11 | I bet that “recent interest in Buddhist conceptions of no-self” (1) are about intuitions of S/s differentiality.

12 | Clearly to me, one doesn’t have to suspect that “the self might be an illusion” (1) in order to understand a phenomenality of Selfness which is conceptual, post-metaphysically. (Not “too Cartesian”? How about: not Cartesian at all.)

13 | “Finally,” Gallagher’s first paragraph of his “Introduction” notes “an increase of interest in narrative” relative to “how we understand ourselves in social and cultural contexts,” which is what my s/p difference is about—partially: Interpersonal relations tend to have an interpersonal character relative to the participants, which includes cultural and social content.

14 | Yet, narrativity tends to be storial (implicating a theater of one’s life, maybe further implicating one’s SelfWorldliness), not just pertaining to notions of self-referential narration.

15 | A literary mind is called into play.
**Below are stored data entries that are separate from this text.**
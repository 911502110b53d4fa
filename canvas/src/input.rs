//! Input model: pointer kinds, modifier keys, buttons, and the gesture state machine.
//!
//! `InputState` is the gesture being tracked between pointer/touch down and
//! up. It carries the context needed to turn raw positions into camera
//! deltas: the last drag position for panning, or the finger spread and
//! scale recorded at the start of a pinch.

#[cfg(test)]
#[path = "input_test.rs"]
mod input_test;

use crate::camera::Point;
use crate::consts::{HIT_RADIUS_MOUSE_PX, HIT_RADIUS_TOUCH_PX};

/// What produced a pointer event. Touch gets a larger hit radius.
#[derive(Debug, Clone, Copy, PartialEq, Eq, Default)]
pub enum PointerKind {
    #[default]
    Mouse,
    Touch,
}

impl PointerKind {
    /// Default hit radius for this kind of pointer, in screen pixels.
    #[must_use]
    pub fn default_hit_radius(self) -> f64 {
        match self {
            Self::Mouse => HIT_RADIUS_MOUSE_PX,
            Self::Touch => HIT_RADIUS_TOUCH_PX,
        }
    }
}

/// Keyboard modifier keys held during an event.
#[allow(clippy::struct_excessive_bools)]
#[derive(Debug, Clone, Copy, Default)]
pub struct Modifiers {
    /// Shift key is held.
    pub shift: bool,
    /// Ctrl key is held.
    pub ctrl: bool,
    /// Alt / Option key is held.
    pub alt: bool,
    /// Meta / Command key is held.
    pub meta: bool,
}

/// Mouse button identifier.
#[derive(Debug, Clone, Copy, PartialEq, Eq)]
pub enum Button {
    /// Left mouse button (or single-finger touch).
    Primary,
    /// Middle mouse button (scroll wheel click).
    Middle,
    /// Right mouse button.
    Secondary,
}

/// Wheel / trackpad scroll delta.
#[derive(Debug, Clone, Copy)]
pub struct WheelDelta {
    /// Horizontal scroll amount in pixels.
    pub dx: f64,
    /// Vertical scroll amount in pixels (positive = down).
    pub dy: f64,
}

/// Internal state for the gesture state machine.
#[derive(Debug, Clone, Default)]
pub enum InputState {
    /// No gesture in progress.
    #[default]
    Idle,
    /// Dragging the view with one pointer.
    Panning {
        /// Screen position at the previous move, used to compute the delta.
        last_screen: Point,
    },
    /// Two-finger pinch.
    Pinching {
        /// Finger spread when the gesture started, in screen pixels.
        start_distance: f64,
        /// Camera scale when the gesture started.
        start_scale: f64,
        /// Touch-pair centroid at the previous move.
        last_centroid: Point,
    },
}

impl InputState {
    #[must_use]
    pub fn is_idle(&self) -> bool {
        matches!(self, Self::Idle)
    }
}

/// Centroid and spread of a two-finger touch.
#[must_use]
pub fn pinch_geometry(a: Point, b: Point) -> (Point, f64) {
    (a.midpoint(b), a.distance(b))
}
There is writing in speech, Derrida emphasized decades ago, because (I would argue) an S/s difference is oftentimes really implied in communicative (interpersonal) relations.

16 | Indeed, Gallagher’s discursive formation—that manifold diversity of selves convened as Gallagher’s convention—is a literally textual landscape. Yet, that tropes the lived reality of “the” Self, which is authorial in terms of authorships
(S/s differentiality) of integral relationships (s/p differentiality) which are often literally textual; or, in any event, text-like (in principle, as potential for disclosure and discovery) for self-reflection, as well as for “reading” another’s literal presence; thus for reconstructive inquiry into comprehension of another person or oneSelf.